— Андрюша еще не знает, какие диковинки наш брат, семинарист, сможет доказать, если захочет, — сказал Новицкий.

— Оверин здесь? — спросил я.

— Нет, не пошел. «Чего я, говорит, там не видал». Купил ведерную бутыль и устраивает из нее лейденскую банку.

В это время вошел священник, сопровождаемый толпою слушателей, которые начали торопливо размещаться. Подле Новицкого сел какой-то господин с седыми бакенбардами и начал неподвижно смотреть на кафедру, точно какая-нибудь статуя. Священник поправил, или, как говорят, выпростал, волосы, по привычке всех священников, и начал довольно скромно, без всякой аффектации делать очерк сторонних источников для истории первых времен христианства. Он говорил очень спокойно и внятно; мне лекция его очень понравилась, тем более, что он сообщал факты, совершенно для меня новые. Я даже несколько сердился, когда не совсем вежливые слушатели, входя и выходя из аудитории, нарушали тишину. Между прочими пришел и Стульцев. Он с деловым выражением на лету кивнул нам головой и остановился у притолоки, на самом видном месте. Когда профессор произнес последнюю стереотипную фразу: «Это мы рассмотрим в следующей лекции», Стульцев подскочил к нам.

— Я нарочно пришел сюда, чтобы поймать вас, — сказал он, — Не видали ли вы здесь Владимира Александровича и Ольгу Петровну?

— Не видал, — сказал я.

Малинин начал спрашивать у него что-то о священнике, а мы с Новицким пошли вслед за другими в коридор.

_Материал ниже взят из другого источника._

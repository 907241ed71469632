#![forbid(unsafe_code)]

//! Host-driven time.
//!
//! The page never reads a wall clock. The host advances a
//! [`DeterministicClock`] explicitly and the [`TimerQueue`] hands back the
//! timers whose deadlines have passed, in deadline order. Ties fire in the
//! order they were scheduled.

use core::time::Duration;
use std::collections::BTreeMap;

/// Deterministic monotonic clock controlled by the host.
#[derive(Debug, Default, Clone)]
pub struct DeterministicClock {
    now: Duration,
}

impl DeterministicClock {
    /// Create a clock starting at `0`.
    #[must_use]
    pub const fn new() -> Self {
        Self {
            now: Duration::ZERO,
        }
    }

    #[must_use]
    pub const fn now(&self) -> Duration {
        self.now
    }

    /// Set current monotonic time. Moving backwards is ignored.
    pub fn set(&mut self, now: Duration) {
        self.now = self.now.max(now);
    }

    /// Advance monotonic time by `dt`.
    pub fn advance(&mut self, dt: Duration) {
        self.now = self.now.saturating_add(dt);
    }
}

/// Identifier returned by [`TimerQueue::schedule`].
#[derive(Debug, Clone, Copy, PartialEq, Eq, Hash, PartialOrd, Ord)]
pub struct TimerId(u64);

/// A timer that has come due.
#[derive(Debug, Clone, PartialEq, Eq)]
pub struct DueTimer<T> {
    pub id: TimerId,
    pub deadline: Duration,
    pub payload: T,
}

/// Deadline-ordered one-shot timers.
#[derive(Debug, Clone)]
pub struct TimerQueue<T> {
    next_seq: u64,
    pending: BTreeMap<(Duration, u64), T>,
}

impl<T> Default for TimerQueue<T> {
    fn default() -> Self {
        Self::new()
    }
}

impl<T> TimerQueue<T> {
    #[must_use]
    pub const fn new() -> Self {
        Self {
            next_seq: 0,
            pending: BTreeMap::new(),
        }
    }

    /// Schedule `payload` to fire `delay` after `now`.
    pub fn schedule(&mut self, now: Duration, delay: Duration, payload: T) -> TimerId {
        let seq = self.next_seq;
        self.next_seq += 1;
        self.pending.insert((now.saturating_add(delay), seq), payload);
        TimerId(seq)
    }

    /// Cancel a pending timer. Returns `false` if it already fired or was
    /// cancelled.
    pub fn cancel(&mut self, id: TimerId) -> bool {
        let key = self.pending.keys().find(|(_, seq)| *seq == id.0).copied();
        key.is_some_and(|key| self.pending.remove(&key).is_some())
    }

    /// Pop the earliest timer whose deadline is `<= now`.
    pub fn pop_due(&mut self, now: Duration) -> Option<DueTimer<T>> {
        let (&(deadline, seq), _) = self.pending.first_key_value()?;
        if deadline > now {
            return None;
        }
        let payload = self.pending.remove(&(deadline, seq))?;
        Some(DueTimer {
            id: TimerId(seq),
            deadline,
            payload,
        })
    }

    /// Earliest pending deadline, for hosts that schedule a wake-up.
    #[must_use]
    pub fn next_deadline(&self) -> Option<Duration> {
        self.pending.keys().next().map(|(deadline, _)| *deadline)
    }

    #[must_use]
    pub fn len(&self) -> usize {
        self.pending.len()
    }

    #[must_use]
    pub fn is_empty(&self) -> bool {
        self.pending.is_empty()
    }
}
#![forbid(unsafe_code)]

//! Mobile sidebar controller.
//!
//! A two-state machine. [`SidebarState::on`] is the pure transition
//! function; [`SidebarController`] owns the state and renders it as class
//! markers:
//!
//! | State    | sidebar  | overlay  | body           |
//! |----------|----------|----------|----------------|
//! | `Closed` | -        | -        | -              |
//! | `Open`   | `active` | `active` | `sidebar-open` |
//!
//! The controller is only created when both the menu button and the sidebar
//! exist. Overlay and close button are optional.

use crate::config::UiConfig;
use crate::dispatch::{Handler, Listeners};
use crate::dom::{Dom, NodeId};
use crate::event::{EventKind, EventTarget, KeyCode, UiEvent};

#[derive(Debug, Clone, Copy, PartialEq, Eq, Hash, Default)]
pub enum SidebarState {
    #[default]
    Closed,
    Open,
}

/// An input that may change the sidebar state.
#[derive(Debug, Clone, Copy, PartialEq, Eq, Hash)]
pub enum SidebarTrigger {
    /// Menu button pressed.
    Open,
    /// Close button, overlay or navigation link pressed.
    Close,
    /// Escape key pressed anywhere.
    Escape,
    /// Viewport resized to `width` logical pixels.
    Resize { width: u32 },
}

impl SidebarState {
    /// Next state after `trigger`. Widths strictly above `breakpoint` count
    /// as desktop and close an open sidebar.
    #[must_use]
    pub const fn on(self, trigger: SidebarTrigger, breakpoint: u32) -> Self {
        match (self, trigger) {
            (_, SidebarTrigger::Open) => Self::Open,
            (_, SidebarTrigger::Close) => Self::Closed,
            (Self::Open, SidebarTrigger::Escape) => Self::Closed,
            (Self::Open, SidebarTrigger::Resize { width }) if width > breakpoint => Self::Closed,
            (state, _) => state,
        }
    }

    #[must_use]
    pub const fn is_open(self) -> bool {
        matches!(self, Self::Open)
    }
}

/// Which wired element (or global source) a listener belongs to.
#[derive(Debug, Clone, Copy, PartialEq, Eq, Hash)]
pub enum SidebarSource {
    MenuButton,
    CloseButton,
    Overlay,
    NavLink,
    EscapeKey,
    ViewportResize,
}

impl SidebarSource {
    /// Translate an event from this source into a trigger.
    #[must_use]
    pub fn trigger(self, event: &UiEvent) -> Option<SidebarTrigger> {
        match (self, event) {
            (Self::MenuButton, UiEvent::Click { .. }) => Some(SidebarTrigger::Open),
            (Self::CloseButton | Self::Overlay | Self::NavLink, UiEvent::Click { .. }) => {
                Some(SidebarTrigger::Close)
            }
            (Self::EscapeKey, UiEvent::KeyDown { .. }) => {
                (event.key_code() == Some(KeyCode::Escape)).then_some(SidebarTrigger::Escape)
            }
            (Self::ViewportResize, UiEvent::Resize { width, .. }) => {
                Some(SidebarTrigger::Resize { width: *width })
            }
            _ => None,
        }
    }
}

/// Elements the controller drives.
#[derive(Debug, Clone, PartialEq, Eq)]
pub struct SidebarElements {
    pub menu_button: NodeId,
    pub sidebar: NodeId,
    pub overlay: Option<NodeId>,
    pub close_button: Option<NodeId>,
    pub links: Vec<NodeId>,
}

impl SidebarElements {
    /// Look the elements up by the configured ids. `None` when the menu
    /// button or the sidebar is missing.
    #[must_use]
    pub fn discover<D: Dom>(dom: &D, config: &UiConfig) -> Option<Self> {
        let menu_button = dom.element_by_id(&config.ids.menu_button)?;
        let sidebar = dom.element_by_id(&config.ids.sidebar)?;
        Some(Self {
            menu_button,
            sidebar,
            overlay: dom.element_by_id(&config.ids.overlay),
            close_button: dom.element_by_id(&config.ids.close_button),
            links: dom.elements_by_class(&config.classes.sidebar_link),
        })
    }
}

#[derive(Debug, Clone)]
pub struct SidebarController {
    elements: SidebarElements,
    state: SidebarState,
}

impl SidebarController {
    #[must_use]
    pub const fn new(elements: SidebarElements) -> Self {
        Self {
            elements,
            state: SidebarState::Closed,
        }
    }

    #[must_use]
    pub fn discover<D: Dom>(dom: &D, config: &UiConfig) -> Option<Self> {
        SidebarElements::discover(dom, config).map(Self::new)
    }

    #[must_use]
    pub const fn state(&self) -> SidebarState {
        self.state
    }

    #[must_use]
    pub const fn elements(&self) -> &SidebarElements {
        &self.elements
    }

    /// Register the controller's listeners.
    pub fn register(&self, listeners: &mut Listeners) {
        let el = &self.elements;
        let click = |listeners: &mut Listeners, node: NodeId, source: SidebarSource| {
            listeners.add(
                EventTarget::Node(node),
                EventKind::Click,
                Handler::Sidebar(source),
            );
        };
        click(listeners, el.menu_button, SidebarSource::MenuButton);
        if let Some(close) = el.close_button {
            click(listeners, close, SidebarSource::CloseButton);
        }
        if let Some(overlay) = el.overlay {
            click(listeners, overlay, SidebarSource::Overlay);
        }
        for &link in &el.links {
            click(listeners, link, SidebarSource::NavLink);
        }
        listeners.add(
            EventTarget::Document,
            EventKind::KeyDown,
            Handler::Sidebar(SidebarSource::EscapeKey),
        );
        listeners.add(
            EventTarget::Window,
            EventKind::Resize,
            Handler::Sidebar(SidebarSource::ViewportResize),
        );
    }

    /// Apply `trigger` and render the resulting state. The markers are
    /// rewritten even when the state stays the same. Returns whether the
    /// state changed.
    pub fn apply<D: Dom>(
        &mut self,
        dom: &mut D,
        config: &UiConfig,
        trigger: SidebarTrigger,
    ) -> bool {
        let next = self.state.on(trigger, config.mobile_breakpoint_px);
        let changed = next != self.state;
        if changed {
            tracing::debug!(from = ?self.state, to = ?next, ?trigger, "sidebar transition");
            self.state = next;
        }
        self.render(dom, config);
        changed
    }

    /// Write the current state to the class markers.
    pub fn render<D: Dom>(&self, dom: &mut D, config: &UiConfig) {
        let active = &config.classes.active;
        let body = dom.body();
        let mut marked = vec![(self.elements.sidebar, active.as_str())];
        if let Some(overlay) = self.elements.overlay {
            marked.push((overlay, active.as_str()));
        }
        marked.push((body, config.classes.sidebar_open.as_str()));
        for (node, class) in marked {
            if self.state.is_open() {
                dom.add_class(node, class);
            } else {
                dom.remove_class(node, class);
            }
        }
    }
}
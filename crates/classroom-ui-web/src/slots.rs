#![forbid(unsafe_code)]

//! Slot table behind `WebDom` node ids.
//!
//! Each interned element gets the next slot index, which doubles as its
//! `NodeId` and is written to the element as [`NODE_ATTR`] so lookups are a
//! single attribute read. Releasing a slot drops the stored value but never
//! hands the index out again, so a stale id can only ever resolve to nothing.

/// Attribute carrying an element's slot index.
pub const NODE_ATTR: &str = "data-cui-node";

/// Parse a [`NODE_ATTR`] value.
#[must_use]
pub fn parse_slot(raw: &str) -> Option<u32> {
    if raw.is_empty() || !raw.bytes().all(|b| b.is_ascii_digit()) {
        return None;
    }
    raw.parse().ok()
}

#[derive(Debug)]
pub struct Slots<T> {
    items: Vec<Option<T>>,
    live: usize,
}

impl<T> Default for Slots<T> {
    fn default() -> Self {
        Self::new()
    }
}

impl<T> Slots<T> {
    #[must_use]
    pub const fn new() -> Self {
        Self {
            items: Vec::new(),
            live: 0,
        }
    }

    /// Store `item` under a fresh slot.
    pub fn insert(&mut self, item: T) -> u32 {
        self.items.push(Some(item));
        self.live += 1;
        u32::try_from(self.items.len() - 1).unwrap_or(u32::MAX)
    }

    #[must_use]
    pub fn get(&self, slot: u32) -> Option<&T> {
        self.items.get(slot as usize).and_then(Option::as_ref)
    }

    /// Drop the value in `slot`. The index stays retired.
    pub fn release(&mut self, slot: u32) -> Option<T> {
        let item = self.items.get_mut(slot as usize).and_then(Option::take);
        if item.is_some() {
            self.live -= 1;
        }
        item
    }

    /// Slots currently holding a value.
    #[must_use]
    pub const fn live(&self) -> usize {
        self.live
    }
}

#[cfg(test)]
mod tests {
    use super::*;
    use pretty_assertions::assert_eq;

    #[test]
    fn released_slots_are_never_reissued() {
        let mut slots = Slots::new();
        let body = slots.insert("body");
        let toast = slots.insert("toast");
        assert_eq!((body, toast), (0, 1));

        assert_eq!(slots.release(toast), Some("toast"));
        assert_eq!(slots.get(toast), None);
        assert_eq!(slots.release(toast), None);

        let next = slots.insert("loader");
        assert_eq!(next, 2);
        assert_eq!(slots.get(body), Some(&"body"));
        assert_eq!(slots.live(), 2);
    }

    #[test]
    fn removed_subtrees_stop_holding_values() {
        let mut slots = Slots::new();
        slots.insert("body");
        for _ in 0..100 {
            let root = slots.insert("message");
            let parts: Vec<_> = ["content", "icon", "text"]
                .into_iter()
                .map(|p| slots.insert(p))
                .collect();
            slots.release(root);
            for part in parts {
                slots.release(part);
            }
        }
        assert_eq!(slots.live(), 1);
    }

    #[test]
    fn slot_attribute_parsing() {
        assert_eq!(parse_slot("42"), Some(42));
        assert_eq!(parse_slot(""), None);
        assert_eq!(parse_slot("-1"), None);
        assert_eq!(parse_slot("+3"), None);
        assert_eq!(parse_slot("7a"), None);
        assert_eq!(parse_slot("99999999999"), None);
    }
}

— Ну, ну, и он тоже ошибается — он материалист, — говорил сзади нас Стульцев Малинину.

— Вон, кажется, наш либерал и кавалер с семейством, — указал Новицкий на Володю, проталкивавшегося вдали вслед за двумя какими-то юбками. — Не пойдемте к ним. Пойдемте в курильную… Боже мой, Софья Васильевна! вас здесь совсем затолкали. Как вы здесь? — вскричал Новицкий, протягивая обе руки маленькой девушке, которую толпа народа действительно прижала к стене, и жаль было смотреть, как она трусливо оглядывалась по сторонам, выжидая возможности пройти.

— Не знаю, как и выбраться, — проговорила девушка, как будто прося прощения, таким мягким голосом, каким говорятся самые задушевные слова. Этому мягкому, до крайности симпатичному и теплому голосу вполне-соответствовала вся ее робкая, скромная детская фигуркас тихими и робкими манерами. Глазки ее смотрели с такой мольбой о пощаде, с такой выжидательной боязливостью, улыбка имела такой жалостный характер, и, наконец, не то вздрагиванья, не то ужимки ее маленького, беззащитного тельца были так характерны, что все это придавало ей вид забитого, болезненного ребенка, над головой которого занесен тяжелый кулак. Этот ребенок уже давно потерял надежду умилостивить чем-нибудь своих гонителей, кроме безропотной готовности переносить всякие пытки и наказания; он даже считает за дерзость просить пощады словами: о ней робко молит болезненная улыбка и тоскующий взгляд. Софья Васильевна не была красива; маленькое личико ее было смугло, черные волосы были гладко и скромно причесаны, в платье замечалась бедная опрятность, вопреки тогдашней моде дыр и пятен, из которых, по выражению Диогена[54], глядело честолюбие; но в этой маленькой женщине видно было столько простой нежности и женственности, что чувствовалось как-то хорошо и мягко, глядя на нее.